Your answer must be the full listing, repeated word for word.

=== Section Start ===

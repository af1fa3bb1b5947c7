//! Generic browsing and removal over [`SpectralNode`].
//!
//! Callers that walk the campaign → hierarchy → record tree without caring which level
//! they are on go through here; each function dispatches on the node's tag.

use crate::commands::helpers::{require_campaign, require_node, require_record, subtree};
use crate::commands::hierarchy::{self, list_children};
use crate::commands::records::{self, records_of_node};
use crate::commands::{campaigns, DeleteReport};
use crate::error::{Result, StoreContext};
use crate::model::{BrowseEntry, Record, RecordId, SpectralNode};
use crate::session::Session;

fn record_entry(record: Record) -> BrowseEntry {
    let name = record
        .measurement_ref
        .unwrap_or_else(|| format!("record {}", record.id));
    BrowseEntry {
        node: SpectralNode::Record(record.id),
        name,
    }
}

/// Direct children: root nodes of a campaign, or the child nodes and then the records
/// of a hierarchy node. Records have no children.
pub fn children(session: &Session, node: SpectralNode) -> Result<Vec<BrowseEntry>> {
    let visibility = &session.visibility;
    session.db.read("browse", |conn| match node {
        SpectralNode::Campaign(id) => {
            require_campaign(conn, visibility, id)?;
            Ok(list_children(conn, id, None)?
                .into_iter()
                .map(|n| BrowseEntry {
                    node: SpectralNode::Hierarchy(n.id),
                    name: n.name,
                })
                .collect())
        }
        SpectralNode::Hierarchy(id) => {
            let parent = require_node(conn, visibility, id)?;
            let nodes = list_children(conn, parent.campaign_id, Some(id))?
                .into_iter()
                .map(|n| BrowseEntry {
                    node: SpectralNode::Hierarchy(n.id),
                    name: n.name,
                });
            let records = records_of_node(conn, id)?.into_iter().map(record_entry);
            Ok(nodes.chain(records).collect())
        }
        SpectralNode::Record(id) => {
            require_record(conn, visibility, id)?;
            Ok(Vec::new())
        }
    })
}

/// Every record anywhere below `node`, in id order.
pub fn records_under(session: &Session, node: SpectralNode) -> Result<Vec<RecordId>> {
    let visibility = &session.visibility;
    session.db.read("collect records", |conn| {
        let mut ids = match node {
            SpectralNode::Campaign(id) => {
                require_campaign(conn, visibility, id)?;
                let mut stmt = conn
                    .prepare("SELECT record_id FROM record WHERE campaign_id = ?")
                    .during("collect records")?;
                let ids = stmt
                    .query_map([id], |row| row.get::<_, RecordId>(0))
                    .during("collect records")?
                    .collect::<rusqlite::Result<Vec<_>>>()
                    .during("collect records")?;
                ids
            }
            SpectralNode::Hierarchy(id) => {
                require_node(conn, visibility, id)?;
                let mut ids = Vec::new();
                for node in subtree(conn, id)? {
                    ids.extend(records_of_node(conn, node)?.into_iter().map(|r| r.id));
                }
                ids
            }
            SpectralNode::Record(id) => vec![require_record(conn, visibility, id)?.id],
        };
        ids.sort();
        Ok(ids)
    })
}

/// Delete `node` with everything it owns. `privileged` bypasses the session's
/// visibility.
pub fn remove(
    session: &mut Session,
    node: SpectralNode,
    privileged: bool,
) -> Result<DeleteReport> {
    match node {
        SpectralNode::Campaign(id) => campaigns::delete_campaign(session, id, privileged),
        SpectralNode::Hierarchy(id) => hierarchy::delete_node(session, id, privileged),
        SpectralNode::Record(id) => {
            records::delete_record(session, id, privileged)?;
            Ok(DeleteReport {
                records: vec![id],
                ..Default::default()
            })
        }
    }
}

#[cfg(test)]
mod tests {
    use super::*;
    use crate::error::SpectraError;
    use crate::model::NewRecord;
    use crate::test_utils::TestEnv;

    #[test]
    fn browses_each_level() {
        let mut env = TestEnv::new();
        let b = hierarchy::ensure_path(&mut env.session, env.campaign, "Root/B").unwrap();
        let a = hierarchy::ensure_path(&mut env.session, env.campaign, "Root/A").unwrap();
        let r = records::insert_record(
            &mut env.session,
            &NewRecord::new(env.node).with_measurement_ref("scan-1"),
        )
        .unwrap()
        .id;

        let top = children(&env.session, SpectralNode::Campaign(env.campaign)).unwrap();
        assert_eq!(
            top,
            vec![BrowseEntry {
                node: SpectralNode::Hierarchy(env.node),
                name: "Root".into()
            }]
        );

        let below: Vec<_> = children(&env.session, SpectralNode::Hierarchy(env.node))
            .unwrap()
            .into_iter()
            .map(|e| e.node)
            .collect();
        assert_eq!(
            below,
            vec![
                SpectralNode::Hierarchy(a),
                SpectralNode::Hierarchy(b),
                SpectralNode::Record(r)
            ]
        );
        assert!(children(&env.session, SpectralNode::Record(r))
            .unwrap()
            .is_empty());
    }

    #[test]
    fn collects_records_through_the_subtree() {
        let mut env = TestEnv::new();
        let deep = hierarchy::ensure_path(&mut env.session, env.campaign, "Root/X/Y").unwrap();
        let top = env.record();
        let bottom = env.record_under(deep);

        assert_eq!(
            records_under(&env.session, SpectralNode::Campaign(env.campaign)).unwrap(),
            vec![top, bottom]
        );
        assert_eq!(
            records_under(&env.session, SpectralNode::Hierarchy(deep)).unwrap(),
            vec![bottom]
        );
        assert_eq!(
            records_under(&env.session, SpectralNode::Record(top)).unwrap(),
            vec![top]
        );
    }

    #[test]
    fn remove_dispatches_on_kind() {
        let mut env = TestEnv::new();
        let r = env.record();
        let report = remove(&mut env.session, SpectralNode::Record(r), false).unwrap();
        assert_eq!(report.records, vec![r]);

        let x = hierarchy::ensure_path(&mut env.session, env.campaign, "Root/X").unwrap();
        let report = remove(&mut env.session, SpectralNode::Hierarchy(x), false).unwrap();
        assert_eq!(report.nodes, vec![x]);

        let campaign = SpectralNode::Campaign(env.campaign);
        let report = remove(&mut env.session, campaign, false).unwrap();
        assert_eq!(report.campaigns, vec![env.campaign]);
        assert!(matches!(
            children(&env.session, SpectralNode::Campaign(env.campaign)),
            Err(SpectraError::NotFound { .. })
        ));
    }
}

=== Section End ===

** Solution to the problem **
repository af1fa3bb1b5947c7
//! Generic browsing and removal over [`SpectralNode`].
//!
//! Callers that walk the campaign → hierarchy → record tree without caring which level
//! they are on go through here; each function dispatches on the node's tag.

use crate::commands::helpers::{require_campaign, require_node, require_record, subtree};
use crate::commands::hierarchy::{self, list_children};
use crate::commands::records::{self, records_of_node};
use crate::commands::{campaigns, DeleteReport};
use crate::error::{Result, StoreContext};
use crate::model::{BrowseEntry, Record, RecordId, SpectralNode};
use crate::session::Session;

fn record_entry(record: Record) -> BrowseEntry {
    let name = record
        .measurement_ref
        .unwrap_or_else(|| format!("record {}", record.id));
    BrowseEntry {
        node: SpectralNode::Record(record.id),
        name,
    }
}

/// Direct children: root nodes of a campaign, or the child nodes and then the records
/// of a hierarchy node. Records have no children.
pub fn children(session: &Session, node: SpectralNode) -> Result<Vec<BrowseEntry>> {
    let visibility = &session.visibility;
    session.db.read("browse", |conn| match node {
        SpectralNode::Campaign(id) => {
            require_campaign(conn, visibility, id)?;
            Ok(list_children(conn, id, None)?
                .into_iter()
                .map(|n| BrowseEntry {
                    node: SpectralNode::Hierarchy(n.id),
                    name: n.name,
                })
                .collect())
        }
        SpectralNode::Hierarchy(id) => {
            let parent = require_node(conn, visibility, id)?;
            let nodes = list_children(conn, parent.campaign_id, Some(id))?
                .into_iter()
                .map(|n| BrowseEntry {
                    node: SpectralNode::Hierarchy(n.id),
                    name: n.name,
                });
            let records = records_of_node(conn, id)?.into_iter().map(record_entry);
            Ok(nodes.chain(records).collect())
        }
        SpectralNode::Record(id) => {
            require_record(conn, visibility, id)?;
            Ok(Vec::new())
        }
    })
}

/// Every record anywhere below `node`, in id order.
pub fn records_under(session: &Session, node: SpectralNode) -> Result<Vec<RecordId>> {
    let visibility = &session.visibility;
    session.db.read("collect records", |conn| {
        let mut ids = match node {
            SpectralNode::Campaign(id) => {
                require_campaign(conn, visibility, id)?;
                let mut stmt = conn
                    .prepare("SELECT record_id FROM record WHERE campaign_id = ?")
                    .during("collect records")?;
                let ids = stmt
                    .query_map([id], |row| row.get::<_, RecordId>(0))
                    .during("collect records")?
                    .collect::<rusqlite::Result<Vec<_>>>()
                    .during("collect records")?;
                ids
            }
            SpectralNode::Hierarchy(id) => {
                require_node(conn, visibility, id)?;
                let mut ids = Vec::new();
                for node in subtree(conn, id)? {
                    ids.extend(records_of_node(conn, node)?.into_iter().map(|r| r.id));
                }
                ids
            }
            SpectralNode::Record(id) => vec![require_record(conn, visibility, id)?.id],
        };
        ids.sort();
        Ok(ids)
    })
}

/// Delete `node` with everything it owns. `privileged` bypasses the session's
/// visibility.
pub fn remove(
    session: &mut Session,
    node: SpectralNode,
    privileged: bool,
) -> Result<DeleteReport> {
    match node {
        SpectralNode::Campaign(id) => campaigns::delete_campaign(session, id, privileged),
        SpectralNode::Hierarchy(id) => hierarchy::delete_node(session, id, privileged),
        SpectralNode::Record(id) => {
            records::delete_record(session, id, privileged)?;
            Ok(DeleteReport {
                records: vec![id],
                ..Default::default()
            })
        }
    }
}

#[cfg(test)]
mod tests {
    use super::*;
    use crate::error::SpectraError;
    use crate::model::NewRecord;
    use crate::test_utils::TestEnv;

    #[test]
    fn browses_each_level() {
        let mut env = TestEnv::new();
        let b = hierarchy::ensure_path(&mut env.session, env.campaign, "Root/B").unwrap();
        let a = hierarchy::ensure_path(&mut env.session, env.campaign, "Root/A").unwrap();
        let r = records::insert_record(
            &mut env.session,
            &NewRecord::new(env.node).with_measurement_ref("scan-1"),
        )
        .unwrap()
        .id;

        let top = children(&env.session, SpectralNode::Campaign(env.campaign)).unwrap();
        assert_eq!(
            top,
            vec![BrowseEntry {
                node: SpectralNode::Hierarchy(env.node),
                name: "Root".into()
            }]
        );

        let below: Vec<_> = children(&env.session, SpectralNode::Hierarchy(env.node))
            .unwrap()
            .into_iter()
            .map(|e| e.node)
            .collect();
        assert_eq!(
            below,
            vec![
                SpectralNode::Hierarchy(a),
                SpectralNode::Hierarchy(b),
                SpectralNode::Record(r)
            ]
        );
        assert!(children(&env.session, SpectralNode::Record(r))
            .unwrap()
            .is_empty());
    }

    #[test]
    fn collects_records_through_the_subtree() {
        let mut env = TestEnv::new();
        let deep = hierarchy::ensure_path(&mut env.session, env.campaign, "Root/X/Y").unwrap();
        let top = env.record();
        let bottom = env.record_under(deep);

        assert_eq!(
            records_under(&env.session, SpectralNode::Campaign(env.campaign)).unwrap(),
            vec![top, bottom]
        );
        assert_eq!(
            records_under(&env.session, SpectralNode::Hierarchy(deep)).unwrap(),
            vec![bottom]
        );
        assert_eq!(
            records_under(&env.session, SpectralNode::Record(top)).unwrap(),
            vec![top]
        );
    }

    #[test]
    fn remove_dispatches_on_kind() {
        let mut env = TestEnv::new();
        let r = env.record();
        let report = remove(&mut env.session, SpectralNode::Record(r), false).unwrap();
        assert_eq!(report.records, vec![r]);

        let x = hierarchy::ensure_path(&mut env.session, env.campaign, "Root/X").unwrap();
        let report = remove(&mut env.session, SpectralNode::Hierarchy(x), false).unwrap();
        assert_eq!(report.nodes, vec![x]);

        let campaign = SpectralNode::Campaign(env.campaign);
        let report = remove(&mut env.session, campaign, false).unwrap();
        assert_eq!(report.campaigns, vec![env.campaign]);
        assert!(matches!(
            children(&env.session, SpectralNode::Campaign(env.campaign)),
            Err(SpectraError::NotFound { .. })
        ));
    }
}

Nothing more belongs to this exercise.